# Work item:
So that nothing is lost, transcribe each line of the records exactly.

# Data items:
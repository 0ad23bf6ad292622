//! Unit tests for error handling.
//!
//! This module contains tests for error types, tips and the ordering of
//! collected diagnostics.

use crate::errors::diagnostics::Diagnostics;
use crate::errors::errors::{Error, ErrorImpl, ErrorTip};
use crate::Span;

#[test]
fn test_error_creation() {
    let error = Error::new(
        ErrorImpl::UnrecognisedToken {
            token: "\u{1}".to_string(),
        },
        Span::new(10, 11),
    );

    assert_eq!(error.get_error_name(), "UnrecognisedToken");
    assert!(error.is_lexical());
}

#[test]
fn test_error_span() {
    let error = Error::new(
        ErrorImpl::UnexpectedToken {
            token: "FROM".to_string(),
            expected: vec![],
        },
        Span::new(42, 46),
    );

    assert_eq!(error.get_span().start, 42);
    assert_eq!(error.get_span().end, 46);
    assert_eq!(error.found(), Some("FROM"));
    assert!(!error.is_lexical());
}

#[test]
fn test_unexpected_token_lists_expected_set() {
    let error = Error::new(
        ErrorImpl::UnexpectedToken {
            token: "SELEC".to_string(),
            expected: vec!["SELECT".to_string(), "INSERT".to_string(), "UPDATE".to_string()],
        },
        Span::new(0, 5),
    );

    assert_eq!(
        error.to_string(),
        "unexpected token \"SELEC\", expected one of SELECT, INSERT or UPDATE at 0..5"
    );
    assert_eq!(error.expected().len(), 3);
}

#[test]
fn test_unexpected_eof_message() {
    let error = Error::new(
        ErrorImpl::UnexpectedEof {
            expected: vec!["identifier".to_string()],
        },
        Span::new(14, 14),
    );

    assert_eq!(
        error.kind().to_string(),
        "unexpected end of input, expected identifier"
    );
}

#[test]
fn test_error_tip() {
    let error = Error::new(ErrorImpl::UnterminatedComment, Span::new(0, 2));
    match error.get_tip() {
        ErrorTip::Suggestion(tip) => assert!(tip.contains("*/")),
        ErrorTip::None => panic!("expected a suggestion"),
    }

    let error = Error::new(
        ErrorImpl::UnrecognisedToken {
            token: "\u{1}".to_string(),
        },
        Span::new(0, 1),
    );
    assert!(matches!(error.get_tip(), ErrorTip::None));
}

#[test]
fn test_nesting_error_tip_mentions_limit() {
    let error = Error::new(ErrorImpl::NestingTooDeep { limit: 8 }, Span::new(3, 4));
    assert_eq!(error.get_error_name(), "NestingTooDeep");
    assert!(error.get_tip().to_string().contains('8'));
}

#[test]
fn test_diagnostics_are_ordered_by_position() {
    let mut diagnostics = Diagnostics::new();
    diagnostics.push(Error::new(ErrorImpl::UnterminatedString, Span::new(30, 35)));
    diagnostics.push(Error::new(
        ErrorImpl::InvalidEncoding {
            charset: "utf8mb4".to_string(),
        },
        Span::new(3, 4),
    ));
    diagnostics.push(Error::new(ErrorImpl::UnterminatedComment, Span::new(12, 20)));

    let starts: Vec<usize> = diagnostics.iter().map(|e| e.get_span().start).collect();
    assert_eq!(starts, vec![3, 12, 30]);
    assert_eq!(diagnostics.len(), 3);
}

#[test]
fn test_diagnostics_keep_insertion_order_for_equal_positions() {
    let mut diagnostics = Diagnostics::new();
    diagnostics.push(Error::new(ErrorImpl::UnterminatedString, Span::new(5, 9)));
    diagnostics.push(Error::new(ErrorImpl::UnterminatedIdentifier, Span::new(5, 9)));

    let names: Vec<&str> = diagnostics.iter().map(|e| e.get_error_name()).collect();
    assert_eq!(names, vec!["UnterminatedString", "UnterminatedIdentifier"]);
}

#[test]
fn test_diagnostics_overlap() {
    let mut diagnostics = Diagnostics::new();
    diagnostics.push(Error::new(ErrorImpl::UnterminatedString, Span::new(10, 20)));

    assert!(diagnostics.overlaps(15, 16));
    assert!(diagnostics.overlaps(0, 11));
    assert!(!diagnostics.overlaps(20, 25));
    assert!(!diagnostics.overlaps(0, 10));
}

# Exercise answer:
repository 0ad23bf6ad292622
//! Unit tests for error handling.
//!
//! This module contains tests for error types, tips and the ordering of
//! collected diagnostics.

use crate::errors::diagnostics::Diagnostics;
use crate::errors::errors::{Error, ErrorImpl, ErrorTip};
use crate::Span;

#[test]
fn test_error_creation() {
    let error = Error::new(
        ErrorImpl::UnrecognisedToken {
            token: "\u{1}".to_string(),
        },
        Span::new(10, 11),
    );

    assert_eq!(error.get_error_name(), "UnrecognisedToken");
    assert!(error.is_lexical());
}

#[test]
fn test_error_span() {
    let error = Error::new(
        ErrorImpl::UnexpectedToken {
            token: "FROM".to_string(),
            expected: vec![],
        },
        Span::new(42, 46),
    );

    assert_eq!(error.get_span().start, 42);
    assert_eq!(error.get_span().end, 46);
    assert_eq!(error.found(), Some("FROM"));
    assert!(!error.is_lexical());
}

#[test]
fn test_unexpected_token_lists_expected_set() {
    let error = Error::new(
        ErrorImpl::UnexpectedToken {
            token: "SELEC".to_string(),
            expected: vec!["SELECT".to_string(), "INSERT".to_string(), "UPDATE".to_string()],
        },
        Span::new(0, 5),
    );

    assert_eq!(
        error.to_string(),
        "unexpected token \"SELEC\", expected one of SELECT, INSERT or UPDATE at 0..5"
    );
    assert_eq!(error.expected().len(), 3);
}

#[test]
fn test_unexpected_eof_message() {
    let error = Error::new(
        ErrorImpl::UnexpectedEof {
            expected: vec!["identifier".to_string()],
        },
        Span::new(14, 14),
    );

    assert_eq!(
        error.kind().to_string(),
        "unexpected end of input, expected identifier"
    );
}

#[test]
fn test_error_tip() {
    let error = Error::new(ErrorImpl::UnterminatedComment, Span::new(0, 2));
    match error.get_tip() {
        ErrorTip::Suggestion(tip) => assert!(tip.contains("*/")),
        ErrorTip::None => panic!("expected a suggestion"),
    }

    let error = Error::new(
        ErrorImpl::UnrecognisedToken {
            token: "\u{1}".to_string(),
        },
        Span::new(0, 1),
    );
    assert!(matches!(error.get_tip(), ErrorTip::None));
}

#[test]
fn test_nesting_error_tip_mentions_limit() {
    let error = Error::new(ErrorImpl::NestingTooDeep { limit: 8 }, Span::new(3, 4));
    assert_eq!(error.get_error_name(), "NestingTooDeep");
    assert!(error.get_tip().to_string().contains('8'));
}

#[test]
fn test_diagnostics_are_ordered_by_position() {
    let mut diagnostics = Diagnostics::new();
    diagnostics.push(Error::new(ErrorImpl::UnterminatedString, Span::new(30, 35)));
    diagnostics.push(Error::new(
        ErrorImpl::InvalidEncoding {
            charset: "utf8mb4".to_string(),
        },
        Span::new(3, 4),
    ));
    diagnostics.push(Error::new(ErrorImpl::UnterminatedComment, Span::new(12, 20)));

    let starts: Vec<usize> = diagnostics.iter().map(|e| e.get_span().start).collect();
    assert_eq!(starts, vec![3, 12, 30]);
    assert_eq!(diagnostics.len(), 3);
}

#[test]
fn test_diagnostics_keep_insertion_order_for_equal_positions() {
    let mut diagnostics = Diagnostics::new();
    diagnostics.push(Error::new(ErrorImpl::UnterminatedString, Span::new(5, 9)));
    diagnostics.push(Error::new(ErrorImpl::UnterminatedIdentifier, Span::new(5, 9)));

    let names: Vec<&str> = diagnostics.iter().map(|e| e.get_error_name()).collect();
    assert_eq!(names, vec!["UnterminatedString", "UnterminatedIdentifier"]);
}

#[test]
fn test_diagnostics_overlap() {
    let mut diagnostics = Diagnostics::new();
    diagnostics.push(Error::new(ErrorImpl::UnterminatedString, Span::new(10, 20)));

    assert!(diagnostics.overlaps(15, 16));
    assert!(diagnostics.overlaps(0, 11));
    assert!(!diagnostics.overlaps(20, 25));
    assert!(!diagnostics.overlaps(0, 10));
}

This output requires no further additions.